Ein Blick ins Sideboard zeigt uns jedoch, dass das Deck sehr viel Respekt vor Mono-Black-Control hat. MBC stellt in der Tat das vielleicht schwierigste Matchup für Sliver dar. Dank billigem Spot-Removal und Disruption kann MBC ein Sliver-Deck oft lange genug hinhalten, um die vernichtenden Crypt Rats auf den Tisch zu legen – im Gegensatz zu allen anderen Formaten sind Crypt Rats DAS Massremoval im Pauper. Doch es gibt ja ab dem zweiten Spiel entsprechende Antworten: Prismatic Strands, welche zugleich die beste Sideboardkarte gegen Storm und Goblins darstellen.

Insofern ist es nicht verwunderlich, dass Sliver gerne und viel gespielt werden, und jedes Deck sollte sich gut überlegen, ob es genügend Insektenspray im Gepäck hat, um kein Autoloss zu riskieren.

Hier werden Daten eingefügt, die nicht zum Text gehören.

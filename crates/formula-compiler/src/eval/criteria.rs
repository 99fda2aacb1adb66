use formula_model::{BigDecimal, Operator, Value};

/// A `SUMIF`/database criterion: a comparison against a fixed operand.
#[derive(Debug, Clone, PartialEq, Eq)]
pub struct Criterion {
    pub op: Operator,
    pub operand: Value,
}

/// Reads a criteria cell value. Text may start with `=`, `<>`, `<=`, `>=`, `<` or `>`; the rest
/// is compared as a number when it parses as one. Empty criteria impose no condition (`None`).
pub fn parse_criterion(value: &Value) -> Option<Criterion> {
    let text = match value {
        Value::Null => return None,
        Value::Number(_) => {
            return Some(Criterion {
                op: Operator::Eq,
                operand: value.clone(),
            })
        }
        Value::Text(text) => text.as_str(),
    };
    if text.is_empty() {
        return None;
    }
    let (op, rest) = [
        ("<>", Operator::Ne),
        ("<=", Operator::Le),
        (">=", Operator::Ge),
        ("<", Operator::Lt),
        (">", Operator::Gt),
        ("=", Operator::Eq),
    ]
    .into_iter()
    .find_map(|(prefix, op)| text.strip_prefix(prefix).map(|rest| (op, rest)))
    .unwrap_or((Operator::Eq, text));
    let operand = match rest.trim().parse::<BigDecimal>() {
        Ok(n) if !rest.trim().is_empty() => Value::Number(n),
        _ => Value::text(rest),
    };
    Some(Criterion { op, operand })
}

#[cfg(test)]
mod tests {
    use super::*;

    #[test]
    fn operator_prefixes() {
        let c = parse_criterion(&Value::text(">=10")).unwrap();
        assert_eq!(c.op, Operator::Ge);
        assert_eq!(c.operand, Value::number(10));
        let c = parse_criterion(&Value::text("<>north")).unwrap();
        assert_eq!((c.op, c.operand), (Operator::Ne, Value::text("north")));
        let c = parse_criterion(&Value::text("north")).unwrap();
        assert_eq!((c.op, c.operand), (Operator::Eq, Value::text("north")));
        assert_eq!(parse_criterion(&Value::Null), None);
        assert_eq!(parse_criterion(&Value::text("")), None);
    }
}
#![forbid(unsafe_code)]
#![deny(unreachable_patterns)]

//! Compiles spreadsheet computation models into engines that evaluate them against caller data.
//!
//! A [`formula_model::ComputationModel`] describes cells (constants, formulas, inputs, outputs)
//! grouped into repeating sections. Compilation runs a fixed pipeline of passes:
//!
//! 1. [`ModelResolver`] parses formula text and binds references to cells (for example through
//!    a [`GridResolver`] for sheet-addressed models).
//! 2. [`CircularReferenceChecker`] rejects self-dependent cells.
//! 3. [`TypeAnnotator`] infers a [`formula_model::DataType`] for every node.
//! 4. [`ModelRewriter`] desugars aggregates (`SUM`, `AVERAGE`, `VARP`, `DSUM`, ...) into folds.
//! 5. [`ConstantSubexpressionEliminator`] evaluates everything that does not depend on inputs.
//! 6. [`ReferenceCounter`] and [`IntermediateResultsInliner`] collapse single-use cells.
//! 7. The model is lowered into a serializable [`Program`] wrapped by an [`Engine`].
//!
//! [`EngineCompiler`] runs steps 2 to 7. Engines are evaluated with one of three arithmetic
//! backends ([`numeric::Double`], [`numeric::ScaledLong`], [`numeric::Decimal`]) selected by
//! [`formula_model::NumericType`], and can be persisted with [`Engine::save_to`].
//!
//! ```no_run
//! use formula_compiler::{EngineCompiler, GridResolver, ModelResolver, Record};
//! use formula_model::{AccessorPath, ComputationModel, FormulaSource, OutputInterface, ReferenceDialect, ValueType};
//!
//! let mut model = ComputationModel::new("price");
//! let root = model.root();
//! let qty = model.add_constant(root, "A1", 0).unwrap();
//! model.bind_input(qty, AccessorPath::field("quantity"));
//! let total = model
//!     .add_formula(root, "B1", FormulaSource::new("A1*2.5", ReferenceDialect::A1))
//!     .unwrap();
//! model.bind_output(total, "total").unwrap();
//!
//! let resolver = GridResolver::from_model(&model);
//! ModelResolver::new(&resolver).resolve(&mut model).unwrap();
//! let interface = OutputInterface::new().output("total", ValueType::Number);
//! let engine = EngineCompiler::default().compile(model, &interface).unwrap();
//! let computation = engine.new_computation(Record::new().with("quantity", 4));
//! assert_eq!(computation.value("total").unwrap().to_string(), "10");
//! ```

mod analysis;
mod engine;
mod error;
pub mod eval;
pub mod numeric;
mod optimizer;
pub mod parser;
pub mod resolve;
mod rewrite;
pub mod scope;

pub use analysis::{CircularReferenceChecker, TypeAnnotator};
pub use engine::{
    AccessorError, Code, CompileOptions, Computation, DatabaseFoldCode, Engine, EngineCompiler,
    FoldCode, Input, InputFn, InputObject, OutputCode, Program, Record, RowsOutput, SectionCode,
    SlotBody, SlotCode, ENGINE_FORMAT_VERSION, ENGINE_MAGIC,
};
pub use error::{
    CompilerError, CompilerResult, CycleError, EngineError, ErrorKind, EvalError, InputError,
    ParseError, Span,
};
pub use optimizer::{ConstantSubexpressionEliminator, IntermediateResultsInliner, ReferenceCounter};
pub use parser::{parse_formula, parse_formula_with, NameResolver, NoNames, ParseOptions};
pub use resolve::{GridResolver, ModelResolver, ReferenceResolver};
pub use rewrite::{ExpressionRewriter, ModelRewriter, RewriteRules, Rule, RuleContext};
pub use scope::{LetDictionary, LetScope, Scoped};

Ich hoffe, dass dieser kleine Überblick über die letzte Saison im Pauper auf Magic Online unterhaltsam und informativ war, und bei Interesse würde ich vielleicht in der Zukunft auch darauf eingehen, inwiefern und wie stark das Erscheinen von Zendikar das Pauper-Metagame verändert hat. Die vorgestellten Decks sind zwar immer noch Top-8-Kanditaten, aber es gibt, wie erwähnt, inzwischen neue starke Konkurrenten, welche man kennen und gegen die man sich wappnen sollte.

Ansonsten wünsche ich allen jetzigen (und zukünftigen) Pauper-Fans weiterhin viel Spaß für wenig Geld!